• _ACTION ITEM_:
Retype, word for word, each line between the lines holding "self.outcome = Some(outcome);" and "let primary = rate_limits", inclusive, and leave the rest of the data alone.

• _DATA SECTION_:
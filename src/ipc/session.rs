//! The rate-limit conversation as an explicit state machine.
//!
//! A [`Session`] owns no I/O. The driver in [`crate::ipc::client`] feeds it
//! [`SessionEvent`]s from its event sources (stdout data, process error,
//! process exit, timer, cancellation) and executes the [`SessionAction`]s
//! it returns. Every event goes through [`Session::handle`], and every
//! terminal transition goes through one settle step, so exactly one outcome
//! and at most one termination request are ever produced.
//!
//! # Phases
//!
//! ```text
//! Starting --start()--> AwaitingInit --id=1 ok--> AwaitingRateLimits --id=2 ok--> Settled(Ok)
//!                            |                            |
//!                            +----------- any failure ----+--------------------> Settled(Err)
//! ```

use std::time::Duration;

use serde_json::Value;
use tracing::{debug, info, trace};

use crate::ipc::error::{IpcError, SessionOutcome};
use crate::ipc::framing::LineFramer;
use crate::models::{
    validate_window, RateLimits, EXPECTED_PRIMARY_WINDOW_MINS, EXPECTED_SECONDARY_WINDOW_MINS,
};
use crate::rpc::{
    ClientInfo, RpcRequest, RpcResponse, INITIALIZE_METHOD, INITIALIZE_REQUEST_ID,
    RATE_LIMITS_METHOD, RATE_LIMITS_REQUEST_ID,
};

/// Where the conversation currently stands.
#[derive(Debug, Clone, Copy, PartialEq, Eq)]
pub enum Phase {
    Starting,
    AwaitingInit,
    AwaitingRateLimits,
    Settled,
}

/// Something that happened to the agent process.
#[derive(Debug, Clone, PartialEq, Eq)]
pub enum SessionEvent {
    /// A chunk of stdout, in stream order.
    Output(Vec<u8>),
    /// Reading stdout failed.
    ReadFailed(String),
    /// The process could not be spawned or waited on.
    ProcessError(String),
    /// The process exited and its stdout is drained.
    ProcessExit(Option<i32>),
    /// The conversation timer elapsed.
    TimerFired,
    /// The caller aborted the conversation.
    Cancelled,
}

/// How the agent should be stopped.
#[derive(Debug, Clone, Copy, PartialEq, Eq)]
pub enum Termination {
    /// SIGTERM; the conversation concluded on its own terms.
    Graceful,
    /// SIGKILL; the agent is unresponsive or the caller gave up.
    Forced,
}

/// Work the driver must perform on behalf of the session.
#[derive(Debug, Clone, PartialEq, Eq)]
pub enum SessionAction {
    /// Write this newline-terminated line to the agent's stdin.
    Write(String),
    /// Stop the agent process.
    Terminate(Termination),
}

/// State of one `initialize` + `account/rateLimits/read` conversation.
#[derive(Debug)]
pub struct Session {
    phase: Phase,
    framer: LineFramer,
    client_info: ClientInfo,
    timeout: Duration,
    outcome: Option<SessionOutcome>,
}

impl Session {
    /// Create a session. `timeout` is only used to describe a timeout
    /// failure; the driver owns the timer itself.
    pub fn new(client_info: ClientInfo, framer: LineFramer, timeout: Duration) -> Self {
        Self {
            phase: Phase::Starting,
            framer,
            client_info,
            timeout,
            outcome: None,
        }
    }

    pub fn phase(&self) -> Phase {
        self.phase
    }

    pub fn is_settled(&self) -> bool {
        self.phase == Phase::Settled
    }

    pub fn outcome(&self) -> Option<&SessionOutcome> {
        self.outcome.as_ref()
    }

    /// Consume the session and return its outcome.
    ///
    /// A session dropped before settling reports a protocol error rather
    /// than panicking.
    pub fn into_outcome(self) -> SessionOutcome {
        self.outcome.unwrap_or_else(|| {
            Err(IpcError::Protocol(
                "conversation ended without an outcome".to_string(),
            ))
        })
    }

    /// Begin the conversation: emit the `initialize` request.
    pub fn start(&mut self) -> Vec<SessionAction> {
        if self.phase != Phase::Starting {
            return Vec::new();
        }

        match RpcRequest::initialize(&self.client_info).to_line() {
            Ok(line) => {
                self.phase = Phase::AwaitingInit;
                vec![SessionAction::Write(line)]
            }
            Err(e) => self.settle(
                Err(IpcError::Protocol(format!(
                    "failed to encode initialize request: {e}"
                ))),
                Some(Termination::Forced),
            ),
        }
    }

    /// Single transition function for every event source.
    ///
    /// Once settled, all further events are ignored and yield no actions.
    pub fn handle(&mut self, event: SessionEvent) -> Vec<SessionAction> {
        if self.is_settled() {
            trace!(?event, "ignoring event after settlement");
            return Vec::new();
        }

        match event {
            SessionEvent::Output(chunk) => self.on_output(&chunk),
            SessionEvent::ReadFailed(reason) => self.settle(
                Err(IpcError::Protocol(format!(
                    "failed to read agent output: {reason}"
                ))),
                Some(Termination::Forced),
            ),
            SessionEvent::ProcessError(reason) => self.settle(Err(IpcError::Spawn(reason)), None),
            SessionEvent::ProcessExit(code) => {
                self.settle(Err(IpcError::ProcessExit { code }), None)
            }
            SessionEvent::TimerFired => {
                let millis = u64::try_from(self.timeout.as_millis()).unwrap_or(u64::MAX);
                self.settle(Err(IpcError::Timeout(millis)), Some(Termination::Forced))
            }
            SessionEvent::Cancelled => {
                self.settle(Err(IpcError::Cancelled), Some(Termination::Forced))
            }
        }
    }

    fn on_output(&mut self, chunk: &[u8]) -> Vec<SessionAction> {
        let (lines, overflow) = match self.framer.push(chunk) {
            Ok(lines) => (lines, None),
            Err(overflow) => (overflow.lines, Some(overflow.error)),
        };

        let mut actions = Vec::new();
        for line in lines {
            if self.is_settled() {
                break;
            }
            actions.extend(self.on_line(&line));
        }
        // Lines completed before the oversized one still count.
        if let Some(e) = overflow {
            actions.extend(self.settle(Err(e.into()), Some(Termination::Forced)));
        }
        actions
    }

    fn on_line(&mut self, line: &str) -> Vec<SessionAction> {
        let line = line.trim();
        if line.is_empty() {
            return Vec::new();
        }

        let message: Value = match serde_json::from_str(line) {
            Ok(value) => value,
            Err(e) => {
                debug!(error = %e, "skipping unparseable line from agent");
                return Vec::new();
            }
        };

        let Some(id) = message.get("id").and_then(Value::as_u64) else {
            trace!("ignoring message without a numeric id");
            return Vec::new();
        };

        match (id, self.phase) {
            (INITIALIZE_REQUEST_ID, Phase::AwaitingInit) => self.on_initialize_reply(message),
            (RATE_LIMITS_REQUEST_ID, Phase::AwaitingRateLimits) => {
                self.on_rate_limits_reply(message)
            }
            _ => {
                debug!(id, phase = ?self.phase, "ignoring unexpected response");
                Vec::new()
            }
        }
    }

    fn on_initialize_reply(&mut self, message: Value) -> Vec<SessionAction> {
        let response = match decode_response(message, INITIALIZE_METHOD) {
            Ok(response) => response,
            Err(e) => return self.settle(Err(e), Some(Termination::Graceful)),
        };

        if let Some(error) = response.error {
            return self.settle(
                Err(IpcError::Application {
                    method: INITIALIZE_METHOD,
                    code: error.code,
                    message: error.message,
                }),
                Some(Termination::Graceful),
            );
        }

        if response.result.is_none() {
            return self.settle(
                Err(IpcError::Protocol(
                    "initialize response missing result".to_string(),
                )),
                Some(Termination::Graceful),
            );
        }

        match RpcRequest::read_rate_limits().to_line() {
            Ok(line) => {
                debug!("agent initialized, requesting rate limits");
                self.phase = Phase::AwaitingRateLimits;
                vec![SessionAction::Write(line)]
            }
            Err(e) => self.settle(
                Err(IpcError::Protocol(format!(
                    "failed to encode rate limits request: {e}"
                ))),
                Some(Termination::Graceful),
            ),
        }
    }

    fn on_rate_limits_reply(&mut self, message: Value) -> Vec<SessionAction> {
        let outcome = decode_response(message, RATE_LIMITS_METHOD).and_then(parse_rate_limits);
        self.settle(outcome, Some(Termination::Graceful))
    }

    /// The only path into [`Phase::Settled`].
    fn settle(
        &mut self,
        outcome: SessionOutcome,
        termination: Option<Termination>,
    ) -> Vec<SessionAction> {
        if self.is_settled() {
            return Vec::new();
        }
        self.phase = Phase::Settled;

        match &outcome {
            Ok(limits) => info!(
                primary_used = limits.primary.used_percent,
                has_secondary = limits.secondary.is_some(),
                "rate limits received"
            ),
            Err(e) => debug!(error = %e, "conversation failed"),
        }
        self.outcome = Some(outcome);

        termination.map(SessionAction::Terminate).into_iter().collect()
    }
}

fn decode_response(message: Value, method: &str) -> Result<RpcResponse, IpcError> {
    serde_json::from_value(message)
        .map_err(|e| IpcError::Protocol(format!("malformed {method} response: {e}")))
}

/// Apply the primary/secondary policy to an `account/rateLimits/read` reply.
fn parse_rate_limits(response: RpcResponse) -> SessionOutcome {
    if let Some(error) = response.error {
        return Err(IpcError::Application {
            method: RATE_LIMITS_METHOD,
            code: error.code,
            message: error.message,
        });
    }

    let rate_limits = response
        .result
        .as_ref()
        .and_then(|result| result.get("rateLimits"))
        .filter(|value| !value.is_null())
        .ok_or_else(|| IpcError::Protocol("rateLimits missing in response".to_string()))?;

    let primary = rate_limits
        .get("primary")
        .and_then(|raw| validate_window(raw, EXPECTED_PRIMARY_WINDOW_MINS))
        .ok_or_else(|| {
            IpcError::ShapeValidation("invalid or missing primary rate limit".to_string())
        })?;

    // Absent or null means no secondary window; anything else must validate.
    let secondary = match rate_limits.get("secondary") {
        None | Some(Value::Null) => None,
        Some(raw) => Some(
            validate_window(raw, EXPECTED_SECONDARY_WINDOW_MINS).ok_or_else(|| {
                IpcError::ShapeValidation("invalid secondary rate limit".to_string())
            })?,
        ),
    };

    Ok(RateLimits { primary, secondary })
}
use teloxide::types::{InlineKeyboardButton, InlineKeyboardMarkup, KeyboardButton, KeyboardMarkup, ReplyMarkup};
use url::Url;

use crate::outbound::Markup;
use crate::texts;

/// Reply markups, built once at startup and shared read-only.
#[derive(Debug, Clone)]
pub struct Keyboards {
    main: KeyboardMarkup,
    channel_link: InlineKeyboardMarkup,
}

impl Keyboards {
    /// # Arguments
    /// * `channel` - channel username, with or without the leading `@`
    pub fn new(channel: &str) -> Result<Self, url::ParseError> {
        let main = KeyboardMarkup::new(vec![
            vec![
                KeyboardButton::new(texts::BUTTON_REGISTER),
                KeyboardButton::new(texts::BUTTON_ENTER),
            ],
            vec![
                KeyboardButton::new(texts::BUTTON_STATUS_ON),
                KeyboardButton::new(texts::BUTTON_STATUS_OFF),
            ],
        ])
        .resize_keyboard();

        let channel_url = channel_url(channel)?;
        let channel_link =
            InlineKeyboardMarkup::new(vec![vec![InlineKeyboardButton::url(texts::BUTTON_CHANNEL, channel_url)]]);

        Ok(Self { main, channel_link })
    }

    pub fn markup(&self, markup: Markup) -> Option<ReplyMarkup> {
        match markup {
            Markup::None => None,
            Markup::MainKeyboard => Some(ReplyMarkup::Keyboard(self.main.clone())),
            Markup::ChannelLink => Some(ReplyMarkup::InlineKeyboard(self.channel_link.clone())),
        }
    }
}

/// Public link to the channel.
pub fn channel_url(channel: &str) -> Result<Url, url::ParseError> {
    Url::parse(&format!("https://t.me/{}", channel.trim_start_matches('@')))
}
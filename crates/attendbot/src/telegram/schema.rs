//! Dispatcher schema: turns Telegram updates into engine events.

use std::sync::Arc;

use teloxide::dispatching::{UpdateFilterExt, UpdateHandler};
use teloxide::prelude::*;
use teloxide::types::Message;
use tokio::sync::mpsc;

use crate::event::InboundEvent;
use crate::outbound::{Outbound, Reply};
use crate::texts;

/// Error type for handlers
pub type HandlerError = Box<dyn std::error::Error + Send + Sync + 'static>;

/// Creates the handler tree for teloxide's Dispatcher.
///
/// # Arguments
/// * `events` - sending half of the engine's inbound event channel
/// * `outbound` - used directly for the `/start` greeting
pub fn schema(events: mpsc::Sender<InboundEvent>, outbound: Arc<dyn Outbound>) -> UpdateHandler<HandlerError> {
    dptree::entry()
        .branch(start_handler(outbound))
        .branch(forward_handler(events))
}

/// `/start` shows the keyboard; it does not open a conversation
fn start_handler(outbound: Arc<dyn Outbound>) -> UpdateHandler<HandlerError> {
    Update::filter_message()
        .filter(|msg: Message| msg.text().is_some_and(is_start_command))
        .endpoint(move |msg: Message| {
            let outbound = outbound.clone();
            async move {
                outbound.send(msg.chat.id, Reply::new(texts::GREETING)).await;
                Ok(())
            }
        })
}

/// Every other text message goes to the engine
fn forward_handler(events: mpsc::Sender<InboundEvent>) -> UpdateHandler<HandlerError> {
    Update::filter_message()
        .filter_map(|msg: Message| InboundEvent::from_message(&msg))
        .endpoint(move |event: InboundEvent| {
            let events = events.clone();
            async move {
                let chat_id = event.identity.chat_id;
                if events.send(event).await.is_err() {
                    log::warn!("Conversation engine stopped, message from chat {} dropped", chat_id.0);
                }
                Ok(())
            }
        })
}

fn is_start_command(text: &str) -> bool {
    let first = text.split_whitespace().next().unwrap_or_default();
    first == "/start" || first.starts_with("/start@")
}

• _SOLUTION TO THIS EXERCISE_:
        self.outcome = Some(outcome);

        termination.map(SessionAction::Terminate).into_iter().collect()
    }
}

fn decode_response(message: Value, method: &str) -> Result<RpcResponse, IpcError> {
    serde_json::from_value(message)
        .map_err(|e| IpcError::Protocol(format!("malformed {method} response: {e}")))
}

/// Apply the primary/secondary policy to an `account/rateLimits/read` reply.
fn parse_rate_limits(response: RpcResponse) -> SessionOutcome {
    if let Some(error) = response.error {
        return Err(IpcError::Application {
            method: RATE_LIMITS_METHOD,
            code: error.code,
            message: error.message,
        });
    }

    let rate_limits = response
        .result
        .as_ref()
        .and_then(|result| result.get("rateLimits"))
        .filter(|value| !value.is_null())
        .ok_or_else(|| IpcError::Protocol("rateLimits missing in response".to_string()))?;

    let primary = rate_limits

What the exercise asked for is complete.